I was an avid reader as a child, so this is a toughie for me! My mom was a teacher, so books were abundant in our house, and it’s probably no coincidence that my brother is still the most avid (and fastest) reader I know, and that I became a writer. I’m trying to encourage the same love of books in my own kids, so I’ve had the chance to re-explore a few of my favorites from childhood. Here are a few:
The Encyclopedia Brown series: I LOVED every last one of these books. Mysteries were always a big thing for me (Nancy Drew, The Hardy Boys, all of the like), and I quickly became obsessed with Encyclopedia Brown. I loved (and still do, when reading with my son) having to really pay attention to the smaller clues to hone in on exactly how he solved the mystery, and then I further loved the immediate gratification that you got when you flipped to the end and found out if you were right. I prided myself on almost always being right (and would claim to have been right, even if I hadn’t been!).

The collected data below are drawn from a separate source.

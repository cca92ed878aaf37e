//! Runs the scenarios shipped in the repository's scenarios/ folder

use chrono::NaiveDate;
use dmv_app::app::{run_scenario, Outcome, SessionOptions};
use dmv_app::scanner::scan_scenarios;
use dmv_domain::{LicenseData, Refusal};
use dmv_infra::Scenario;
use std::path::PathBuf;

fn scenarios_dir() -> PathBuf {
    PathBuf::from(env!("CARGO_MANIFEST_DIR"))
        .join("..")
        .join("..")
        .join("scenarios")
}

fn options() -> SessionOptions {
    SessionOptions::new().with_today(NaiveDate::from_ymd_opt(2024, 6, 1).unwrap())
}

#[test]
fn test_bundled_scenarios_run() {
    let paths = scan_scenarios(&scenarios_dir()).unwrap();
    assert!(!paths.is_empty());
    for path in paths {
        let scenario = Scenario::load_from_file(&path).unwrap();
        run_scenario(&scenario, &options()).unwrap();
    }
}

#[test]
fn test_oregon_day() {
    let scenario = Scenario::load_from_file(&scenarios_dir().join("oregon_day.toml")).unwrap();
    let report = run_scenario(&scenario, &options()).unwrap();

    let albany = &report.facilities[0];
    assert_eq!(albany.collected_fees, 325);
    assert_eq!(albany.registrations.len(), 3);
    assert_eq!(report.facilities[1].collected_fees, 0);
    assert_eq!(report.due_for_renewal, ["1a2b3c4d5e6f"]);

    assert_eq!(report.steps[4].outcome, Outcome::Refused { refusal: Refusal::NoPermit });

    let penny = report.registrants.iter().find(|r| r.name == "Penny").unwrap();
    assert_eq!(penny.license, LicenseData { written: true, license: true, renewed: true });

    let tucker = report.registrants.iter().find(|r| r.name == "Tucker").unwrap();
    assert_eq!(tucker.license, LicenseData::default());
    assert_eq!(
        report.steps.last().unwrap().outcome,
        Outcome::Refused { refusal: Refusal::RoadTestRequired }
    );
}
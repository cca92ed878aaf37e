//! Eligibility rules for licensing steps and registration renewal
//!
//! These checks only look at the subject. Whether a facility offers the
//! service at all is decided by the facility before any of them run.

use chrono::{Months, NaiveDate};
use dmv_types::Service;
use serde::Serialize;
use thiserror::Error;

use crate::model::Registrant;
use crate::policy::RulePolicy;

/// Why a facility declined an operation.
///
/// A refusal is an expected outcome, never a fault, and the subject is left
/// exactly as it was.
#[derive(Debug, Clone, PartialEq, Eq, Error, Serialize)]
#[serde(tag = "reason", rename_all = "snake_case")]
pub enum Refusal {
    #[error("facility does not offer {service}")]
    ServiceUnavailable { service: Service },

    #[error("registrant has no permit")]
    NoPermit,

    #[error("registrant is {age}, minimum age is {minimum}")]
    Underage { age: u32, minimum: u32 },

    #[error("written test not passed")]
    WrittenTestRequired,

    #[error("road test not passed")]
    RoadTestRequired,

    #[error("vehicle {vin} is already registered")]
    AlreadyRegistered { vin: String },

    #[error("fee for vehicle {vin} exceeds the fee ledger")]
    FeeOverflow { vin: String },
}

pub fn check_written_test(registrant: &Registrant, policy: &RulePolicy) -> Result<(), Refusal> {
    if !registrant.has_permit() {
        return Err(Refusal::NoPermit);
    }
    if registrant.age() < policy.min_written_test_age {
        return Err(Refusal::Underage {
            age: registrant.age(),
            minimum: policy.min_written_test_age,
        });
    }
    Ok(())
}

pub fn check_road_test(registrant: &Registrant) -> Result<(), Refusal> {
    if !registrant.has_permit() {
        return Err(Refusal::NoPermit);
    }
    if !registrant.license_data().written {
        return Err(Refusal::WrittenTestRequired);
    }
    Ok(())
}

pub fn check_license_renewal(registrant: &Registrant) -> Result<(), Refusal> {
    if !registrant.license_data().license {
        return Err(Refusal::RoadTestRequired);
    }
    Ok(())
}

/// True when strictly more than `renewal_after_years` have passed since
/// `registered_on`. Unregistered vehicles are never due.
pub fn is_due_for_renewal(
    registered_on: Option<NaiveDate>,
    today: NaiveDate,
    policy: &RulePolicy,
) -> bool {
    let Some(registered_on) = registered_on else {
        return false;
    };
    registered_on
        .checked_add_months(Months::new(policy.renewal_after_years.saturating_mul(12)))
        .is_some_and(|due| today > due)
}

Choose Your Own Adventure books: Again, this might be similar to what I loved about the Encyclopedia Brown series, but I adored that sense that you were in control of the story. I could not read these fast enough, and the good news was, that even when you read them once, you could go back and read them again and have an entirely different experience!
Pippi Longstocking: This one has been SUCH a delight to revisit with my son – he loves her as much as I did. I remember really identifying with this girl who was so full of gumption. She was awkward and didn’t always do the right thing and often times, she was really pretty lost, but oh my gosh, did she have spirit. And I think I really tapped into that: here was someone who was strong, independent, and funny as all get out, and as an eight-year old girl (or however old I was…probably about that), this series really spoke to me.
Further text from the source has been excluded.